The few seconds when New Zealand’s Nathan Smith or Zak Foulkes ran into bowl at Stokes were electric in their stillness and silence. The collective outward breath of release when Stokes clipped a single to get off strike was palpable. The braver members of the crowd feeling like they could make eye contact or mutter a few words. Stokes stood surveying the scene from the non-striker’s end like a doomed emperor, flames licking off his shoulders.
And then it was over. Stokes was caught hacking to midwicket, Daryl Mitchell’s catch sucking the air and hope out of Trent Bridge in a split second. That was it, he was gone. The end of Ben Stokes as Test match cricketer. After the final act, the last rites will surely follow.
Stat of the week
England’s women chased down a target of 164 with 16 balls to spare against New Zealand at The Oval this week, equalling their own record for the highest successful run chase in Women’s T20 World Cups.
Could it be a sign?

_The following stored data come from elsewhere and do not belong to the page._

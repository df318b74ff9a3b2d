//! Mock implementations for testing.
//!
//! [`MockDriver`] is an in-memory stand-in for a ClickHouse server. It
//! records every call the plugin makes, keeps a set of users that
//! committed `CREATE USER`/`DROP USER` statements update, and can be told
//! to fail or stall specific statements.

use std::collections::BTreeSet;
use std::sync::Arc;
use std::sync::atomic::{AtomicBool, Ordering};

use async_trait::async_trait;
use clickhouse_credentials::cluster::{CLUSTER_QUERY, USER_EXISTS_QUERY};
use clickhouse_credentials::database::{ConnectOptions, DriverResult};
use clickhouse_credentials::{Connection, Driver, DriverError, Row, SqlValue, Transaction};
use parking_lot::Mutex;

/// A call observed by the mock server.
#[derive(Debug, Clone, PartialEq, Eq)]
pub enum MockCall {
    /// A connection was opened with this URL
    Open(String),
    /// Liveness check
    Ping,
    /// Single-row query
    QueryRow {
        /// Query text
        query: String,
        /// Bound arguments
        args: Vec<String>,
    },
    /// Statement outside a transaction
    Exec {
        /// Statement text
        query: String,
        /// Bound arguments
        args: Vec<String>,
    },
    /// Transaction started
    Begin,
    /// Statement inside a transaction
    TxExec(String),
    /// Transaction committed
    Commit,
    /// Transaction rolled back
    Rollback,
    /// Connection closed
    Close,
}

#[derive(Debug, Default)]
struct MockState {
    calls: Vec<MockCall>,
    cluster: Option<String>,
    users: BTreeSet<String>,
    hide_users_view: bool,
    committed: Vec<String>,
    fail_statement: Option<String>,
    stall_statement: Option<String>,
    fail_open: Option<DriverError>,
    fail_ping: bool,
    fail_queries: Option<DriverError>,
}

impl MockState {
    fn apply(&mut self, statement: &str) {
        let quoted_name = |prefix: &str| {
            statement
                .strip_prefix(prefix)
                .and_then(|rest| rest.strip_prefix('\''))
                .and_then(|rest| rest.split('\'').next())
                .map(str::to_string)
        };
        if let Some(name) = quoted_name("CREATE USER ") {
            self.users.insert(name);
        } else if let Some(name) = quoted_name("DROP USER ") {
            self.users.remove(&name);
        }
        self.committed.push(statement.to_string());
    }
}

/// In-memory ClickHouse stand-in.
#[derive(Debug, Clone, Default)]
pub struct MockDriver {
    state: Arc<Mutex<MockState>>,
}

impl MockDriver {
    /// A single-node server with no users.
    #[must_use]
    pub fn new() -> Self {
        Self::default()
    }

    /// Report `name` from `system.clusters`.
    #[must_use]
    pub fn with_cluster(self, name: &str) -> Self {
        self.state.lock().cluster = Some(name.to_string());
        self
    }

    /// Seed an existing user.
    #[must_use]
    pub fn with_user(self, name: &str) -> Self {
        self.state.lock().users.insert(name.to_string());
        self
    }

    /// Make `system.users` return no rows at all.
    #[must_use]
    pub fn without_users_view(self) -> Self {
        self.state.lock().hide_users_view = true;
        self
    }

    /// Fail any transactional statement containing `needle`.
    #[must_use]
    pub fn fail_statement(self, needle: &str) -> Self {
        self.state.lock().fail_statement = Some(needle.to_string());
        self
    }

    /// Never finish any transactional statement containing `needle`.
    #[must_use]
    pub fn stall_statement(self, needle: &str) -> Self {
        self.state.lock().stall_statement = Some(needle.to_string());
        self
    }

    /// Fail every attempt to open a connection.
    #[must_use]
    pub fn fail_open(self, err: DriverError) -> Self {
        self.state.lock().fail_open = Some(err);
        self
    }

    /// Fail every introspection query.
    #[must_use]
    pub fn fail_queries(self, err: DriverError) -> Self {
        self.state.lock().fail_queries = Some(err);
        self
    }

    /// Toggle ping failures on existing connections.
    pub fn set_ping_failure(&self, fail: bool) {
        self.state.lock().fail_ping = fail;
    }

    /// Every call observed so far.
    #[must_use]
    pub fn calls(&self) -> Vec<MockCall> {
        self.state.lock().calls.clone()
    }

    /// Forget recorded calls; server state is kept.
    pub fn clear_calls(&self) {
        self.state.lock().calls.clear();
    }

    /// Statements that were committed, in order.
    #[must_use]
    pub fn committed(&self) -> Vec<String> {
        self.state.lock().committed.clone()
    }

    /// Statements executed inside transactions, committed or not.
    #[must_use]
    pub fn tx_statements(&self) -> Vec<String> {
        self.state
            .lock()
            .calls
            .iter()
            .filter_map(|c| match c {
                MockCall::TxExec(s) => Some(s.clone()),
                _ => None,
            })
            .collect()
    }

    /// Current users.
    #[must_use]
    pub fn users(&self) -> BTreeSet<String> {
        self.state.lock().users.clone()
    }

    /// Number of recorded calls matching `pred`.
    pub fn count(&self, pred: impl Fn(&MockCall) -> bool) -> usize {
        self.state.lock().calls.iter().filter(|c| pred(c)).count()
    }

    fn record(&self, call: MockCall) {
        self.state.lock().calls.push(call);
    }
}

#[async_trait]
impl Driver for MockDriver {
    async fn open(&self, options: &ConnectOptions) -> DriverResult<Arc<dyn Connection>> {
        self.record(MockCall::Open(options.url.clone()));
        if let Some(err) = self.state.lock().fail_open.clone() {
            return Err(err);
        }
        Ok(Arc::new(MockConnection {
            driver: self.clone(),
            closed: AtomicBool::new(false),
        }))
    }
}

/// Connection handed out by [`MockDriver`].
#[derive(Debug)]
pub struct MockConnection {
    driver: MockDriver,
    closed: AtomicBool,
}

impl MockConnection {
    fn ensure_open(&self) -> DriverResult<()> {
        if self.closed.load(Ordering::SeqCst) {
            Err(DriverError::Closed)
        } else {
            Ok(())
        }
    }
}

#[async_trait]
impl Connection for MockConnection {
    async fn ping(&self) -> DriverResult<()> {
        self.driver.record(MockCall::Ping);
        self.ensure_open()?;
        if self.driver.state.lock().fail_ping {
            return Err(DriverError::connection("ping failed"));
        }
        Ok(())
    }

    async fn query_row(&self, query: &str, args: &[&str]) -> DriverResult<Option<Row>> {
        self.driver.record(MockCall::QueryRow {
            query: query.to_string(),
            args: args.iter().map(|a| (*a).to_string()).collect(),
        });
        self.ensure_open()?;
        let state = self.driver.state.lock();
        if let Some(err) = state.fail_queries.clone() {
            return Err(err);
        }
        if query == CLUSTER_QUERY {
            return Ok(state
                .cluster
                .as_ref()
                .map(|c| Row::new(vec![SqlValue::String(c.clone())])));
        }
        if query == USER_EXISTS_QUERY {
            if state.hide_users_view {
                return Ok(None);
            }
            let name = args.first().copied().unwrap_or_default();
            let exists = i64::from(state.users.contains(name));
            return Ok(Some(Row::new(vec![SqlValue::Int(exists)])));
        }
        Err(DriverError::query(format!("unknown query: {query}")))
    }

    async fn exec(&self, query: &str, args: &[&str]) -> DriverResult<u64> {
        self.driver.record(MockCall::Exec {
            query: query.to_string(),
            args: args.iter().map(|a| (*a).to_string()).collect(),
        });
        self.ensure_open()?;
        let mut state = self.driver.state.lock();
        if query.starts_with("DROP USER") {
            let name = args.first().copied().unwrap_or_default();
            return Ok(u64::from(state.users.remove(name)));
        }
        state.committed.push(query.to_string());
        Ok(0)
    }

    async fn begin(&self) -> DriverResult<Box<dyn Transaction>> {
        self.driver.record(MockCall::Begin);
        self.ensure_open()?;
        Ok(Box::new(MockTransaction {
            driver: self.driver.clone(),
            pending: Vec::new(),
        }))
    }

    async fn close(&self) -> DriverResult<()> {
        self.driver.record(MockCall::Close);
        self.closed.store(true, Ordering::SeqCst);
        Ok(())
    }
}

/// Transaction handed out by [`MockConnection`]; statements only take
/// effect on commit.
#[derive(Debug)]
pub struct MockTransaction {
    driver: MockDriver,
    pending: Vec<String>,
}

#[async_trait]
impl Transaction for MockTransaction {
    async fn exec(&mut self, statement: &str) -> DriverResult<()> {
        self.driver.record(MockCall::TxExec(statement.to_string()));
        let (fail, stall) = {
            let state = self.driver.state.lock();
            (
                state
                    .fail_statement
                    .as_ref()
                    .is_some_and(|n| statement.contains(n.as_str())),
                state
                    .stall_statement
                    .as_ref()
                    .is_some_and(|n| statement.contains(n.as_str())),
            )
        };
        if stall {
            std::future::pending::<()>().await;
        }
        if fail {
            return Err(DriverError::query(format!(
                "Syntax error: failed at position 1: {statement}"
            )));
        }
        self.pending.push(statement.to_string());
        Ok(())
    }

    async fn commit(self: Box<Self>) -> DriverResult<()> {
        self.driver.record(MockCall::Commit);
        let mut state = self.driver.state.lock();
        for statement in &self.pending {
            state.apply(statement);
        }
        Ok(())
    }

    async fn rollback(self: Box<Self>) -> DriverResult<()> {
        self.driver.record(MockCall::Rollback);
        Ok(())
    }
}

That first time England chased 164 was against Australia at The Oval in the semi-final of the 2009 tournament. They went on to lift the trophy. Ah, hold on a minute. Anything you can do… Australia (who else?) went on to break the record a matter of hours later, hauling down 171 at Lord’s to knock out Harmanpreet Kaur’s India.
Quote of the week
Not just as a captain, but as a friend, you know, someone you can always go to, mid-off, mid-on … wherever he is, you can always come; you bounce ideas off him. It’s going to be a big miss. I think the hardest part is to imagine the changing room without him.”
Jofra Archer pays an emotional tribute to Ben Stokes at Trent Bridge.
Memory lane
August 1999 | Nasser Hussain’s England side suffered a 2-1 series defeat by New Zealand. After the final Test match at the Oval, Hussain was booed and jeered by England fans as the result saw his side fall to the bottom of the unofficial world rankings. Hussain added grit and backbone to England over the coming years, instilling a sense of belief and moulding the core of Michael Vaughan’s side that would go on to reclaim the Ashes in 2005 after 16 long years.